Work instructions:
Where a line below includes the word "subsystem", copy that line.
====
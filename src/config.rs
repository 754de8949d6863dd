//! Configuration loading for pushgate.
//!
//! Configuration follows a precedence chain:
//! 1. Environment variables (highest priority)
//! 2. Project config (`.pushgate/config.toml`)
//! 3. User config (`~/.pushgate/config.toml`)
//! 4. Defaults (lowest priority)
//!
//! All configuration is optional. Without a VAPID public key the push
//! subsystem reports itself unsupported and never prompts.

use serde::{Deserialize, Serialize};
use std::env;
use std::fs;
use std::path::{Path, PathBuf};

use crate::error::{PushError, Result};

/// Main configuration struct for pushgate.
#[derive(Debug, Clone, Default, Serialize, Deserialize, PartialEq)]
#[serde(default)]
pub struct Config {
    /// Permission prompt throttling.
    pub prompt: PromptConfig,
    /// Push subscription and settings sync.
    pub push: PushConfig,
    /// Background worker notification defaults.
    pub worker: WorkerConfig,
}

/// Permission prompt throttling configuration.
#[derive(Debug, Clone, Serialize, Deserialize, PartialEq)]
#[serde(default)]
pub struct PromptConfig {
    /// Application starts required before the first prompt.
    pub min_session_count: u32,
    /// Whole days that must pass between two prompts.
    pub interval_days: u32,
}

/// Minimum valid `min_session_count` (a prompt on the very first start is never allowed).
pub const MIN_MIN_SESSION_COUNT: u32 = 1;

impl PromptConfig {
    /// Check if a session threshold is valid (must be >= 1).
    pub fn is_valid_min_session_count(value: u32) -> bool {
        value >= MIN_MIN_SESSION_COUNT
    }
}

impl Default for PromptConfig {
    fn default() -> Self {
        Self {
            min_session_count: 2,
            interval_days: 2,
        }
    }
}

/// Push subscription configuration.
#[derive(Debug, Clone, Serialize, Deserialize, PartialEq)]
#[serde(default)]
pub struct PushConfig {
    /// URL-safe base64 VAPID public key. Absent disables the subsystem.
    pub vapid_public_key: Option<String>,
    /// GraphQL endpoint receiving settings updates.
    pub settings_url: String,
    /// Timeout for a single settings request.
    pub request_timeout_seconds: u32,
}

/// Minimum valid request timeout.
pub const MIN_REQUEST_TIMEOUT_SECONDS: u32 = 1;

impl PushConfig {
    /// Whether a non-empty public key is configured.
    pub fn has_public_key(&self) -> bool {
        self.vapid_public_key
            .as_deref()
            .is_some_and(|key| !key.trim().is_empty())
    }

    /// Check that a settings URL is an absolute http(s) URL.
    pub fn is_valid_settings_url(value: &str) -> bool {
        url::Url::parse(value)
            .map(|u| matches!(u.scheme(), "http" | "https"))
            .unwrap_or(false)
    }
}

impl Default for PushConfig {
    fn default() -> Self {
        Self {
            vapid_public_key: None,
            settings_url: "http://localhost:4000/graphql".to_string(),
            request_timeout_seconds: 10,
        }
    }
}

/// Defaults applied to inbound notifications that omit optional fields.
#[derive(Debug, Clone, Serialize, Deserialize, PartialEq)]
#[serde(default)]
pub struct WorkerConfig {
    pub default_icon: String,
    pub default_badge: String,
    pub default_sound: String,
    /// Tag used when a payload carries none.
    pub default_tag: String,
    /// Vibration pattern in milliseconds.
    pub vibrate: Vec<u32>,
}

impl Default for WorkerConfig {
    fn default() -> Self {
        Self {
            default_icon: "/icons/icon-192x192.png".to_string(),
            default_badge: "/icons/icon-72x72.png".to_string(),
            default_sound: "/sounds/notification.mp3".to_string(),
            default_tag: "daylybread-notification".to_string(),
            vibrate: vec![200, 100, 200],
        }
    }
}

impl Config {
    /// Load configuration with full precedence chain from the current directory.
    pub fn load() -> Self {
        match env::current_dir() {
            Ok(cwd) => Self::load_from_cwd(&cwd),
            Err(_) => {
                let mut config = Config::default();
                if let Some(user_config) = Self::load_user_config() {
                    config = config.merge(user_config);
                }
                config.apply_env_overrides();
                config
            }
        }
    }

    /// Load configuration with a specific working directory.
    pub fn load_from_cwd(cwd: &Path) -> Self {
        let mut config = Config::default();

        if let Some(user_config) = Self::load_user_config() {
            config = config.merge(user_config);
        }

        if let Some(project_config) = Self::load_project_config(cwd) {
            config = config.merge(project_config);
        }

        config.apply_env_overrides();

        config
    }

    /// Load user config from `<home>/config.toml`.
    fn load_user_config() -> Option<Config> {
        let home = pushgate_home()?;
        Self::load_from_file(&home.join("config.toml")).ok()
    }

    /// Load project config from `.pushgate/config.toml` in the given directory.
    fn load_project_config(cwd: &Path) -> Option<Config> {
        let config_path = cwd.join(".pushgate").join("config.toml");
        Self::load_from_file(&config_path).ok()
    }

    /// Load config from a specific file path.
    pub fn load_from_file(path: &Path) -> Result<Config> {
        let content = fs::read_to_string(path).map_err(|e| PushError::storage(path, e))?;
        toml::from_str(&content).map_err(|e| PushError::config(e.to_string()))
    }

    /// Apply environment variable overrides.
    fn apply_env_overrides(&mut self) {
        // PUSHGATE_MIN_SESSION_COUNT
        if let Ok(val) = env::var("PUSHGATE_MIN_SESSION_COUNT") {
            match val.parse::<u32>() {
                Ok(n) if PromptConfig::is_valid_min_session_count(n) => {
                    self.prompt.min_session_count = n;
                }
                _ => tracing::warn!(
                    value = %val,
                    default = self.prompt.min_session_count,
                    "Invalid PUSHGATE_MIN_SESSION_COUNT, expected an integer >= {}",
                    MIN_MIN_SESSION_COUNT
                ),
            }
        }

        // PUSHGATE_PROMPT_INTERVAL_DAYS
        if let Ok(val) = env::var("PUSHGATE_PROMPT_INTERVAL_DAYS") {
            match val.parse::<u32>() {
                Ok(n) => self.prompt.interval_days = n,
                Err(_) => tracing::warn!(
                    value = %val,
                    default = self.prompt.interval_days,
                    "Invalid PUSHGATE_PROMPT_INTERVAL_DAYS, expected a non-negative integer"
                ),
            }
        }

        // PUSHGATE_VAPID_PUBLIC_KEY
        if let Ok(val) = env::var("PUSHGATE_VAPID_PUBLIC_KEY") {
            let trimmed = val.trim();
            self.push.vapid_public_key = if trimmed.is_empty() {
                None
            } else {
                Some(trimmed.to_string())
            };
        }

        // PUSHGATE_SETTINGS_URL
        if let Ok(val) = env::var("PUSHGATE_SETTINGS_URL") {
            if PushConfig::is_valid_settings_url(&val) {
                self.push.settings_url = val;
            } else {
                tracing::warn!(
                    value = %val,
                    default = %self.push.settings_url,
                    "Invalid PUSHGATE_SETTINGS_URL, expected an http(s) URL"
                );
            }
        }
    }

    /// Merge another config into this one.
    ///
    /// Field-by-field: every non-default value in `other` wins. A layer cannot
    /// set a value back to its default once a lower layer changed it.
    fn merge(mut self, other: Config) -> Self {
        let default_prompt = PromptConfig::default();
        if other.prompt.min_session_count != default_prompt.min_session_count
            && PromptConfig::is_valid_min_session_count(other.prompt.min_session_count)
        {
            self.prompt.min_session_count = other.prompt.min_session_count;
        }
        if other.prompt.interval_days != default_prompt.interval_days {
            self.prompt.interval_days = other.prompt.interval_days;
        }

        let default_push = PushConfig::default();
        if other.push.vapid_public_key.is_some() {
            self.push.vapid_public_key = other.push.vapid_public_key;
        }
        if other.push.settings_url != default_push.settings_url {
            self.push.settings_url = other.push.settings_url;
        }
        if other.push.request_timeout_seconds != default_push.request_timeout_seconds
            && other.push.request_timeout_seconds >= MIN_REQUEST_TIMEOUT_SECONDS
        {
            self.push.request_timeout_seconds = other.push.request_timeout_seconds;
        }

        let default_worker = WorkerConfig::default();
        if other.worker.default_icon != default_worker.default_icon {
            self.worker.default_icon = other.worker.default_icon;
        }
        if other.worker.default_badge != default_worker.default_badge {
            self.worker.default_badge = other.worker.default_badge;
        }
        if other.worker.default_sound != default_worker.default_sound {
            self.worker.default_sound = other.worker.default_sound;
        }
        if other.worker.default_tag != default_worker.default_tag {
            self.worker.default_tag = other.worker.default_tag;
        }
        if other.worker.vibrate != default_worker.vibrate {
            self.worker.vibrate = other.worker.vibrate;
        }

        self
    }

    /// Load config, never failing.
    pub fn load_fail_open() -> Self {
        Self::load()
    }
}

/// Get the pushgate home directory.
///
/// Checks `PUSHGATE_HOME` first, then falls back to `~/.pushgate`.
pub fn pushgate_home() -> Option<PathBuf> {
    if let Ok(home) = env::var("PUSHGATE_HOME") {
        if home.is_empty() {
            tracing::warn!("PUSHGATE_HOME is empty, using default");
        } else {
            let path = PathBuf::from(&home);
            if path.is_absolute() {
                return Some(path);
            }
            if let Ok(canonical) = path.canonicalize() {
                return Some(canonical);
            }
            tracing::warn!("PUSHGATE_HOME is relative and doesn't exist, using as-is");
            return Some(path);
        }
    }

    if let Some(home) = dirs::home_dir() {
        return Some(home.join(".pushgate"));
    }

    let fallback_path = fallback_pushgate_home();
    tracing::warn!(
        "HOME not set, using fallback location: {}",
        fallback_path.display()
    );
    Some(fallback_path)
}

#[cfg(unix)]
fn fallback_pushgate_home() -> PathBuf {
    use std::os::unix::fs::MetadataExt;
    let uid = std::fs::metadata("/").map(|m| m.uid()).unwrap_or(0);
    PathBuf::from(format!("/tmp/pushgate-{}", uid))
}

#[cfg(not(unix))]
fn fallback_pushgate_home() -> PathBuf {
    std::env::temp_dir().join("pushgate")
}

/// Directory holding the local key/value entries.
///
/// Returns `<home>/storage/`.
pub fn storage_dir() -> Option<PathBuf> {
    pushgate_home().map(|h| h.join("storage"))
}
====
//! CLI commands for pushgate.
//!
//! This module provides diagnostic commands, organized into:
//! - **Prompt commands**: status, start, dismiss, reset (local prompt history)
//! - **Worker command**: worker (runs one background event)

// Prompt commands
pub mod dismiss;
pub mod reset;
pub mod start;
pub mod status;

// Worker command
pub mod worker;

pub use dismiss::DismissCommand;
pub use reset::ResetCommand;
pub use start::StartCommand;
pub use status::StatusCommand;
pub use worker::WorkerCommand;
====
Result of this exercise:
//! subsystem reports itself unsupported and never prompts.
    /// URL-safe base64 VAPID public key. Absent disables the subsystem.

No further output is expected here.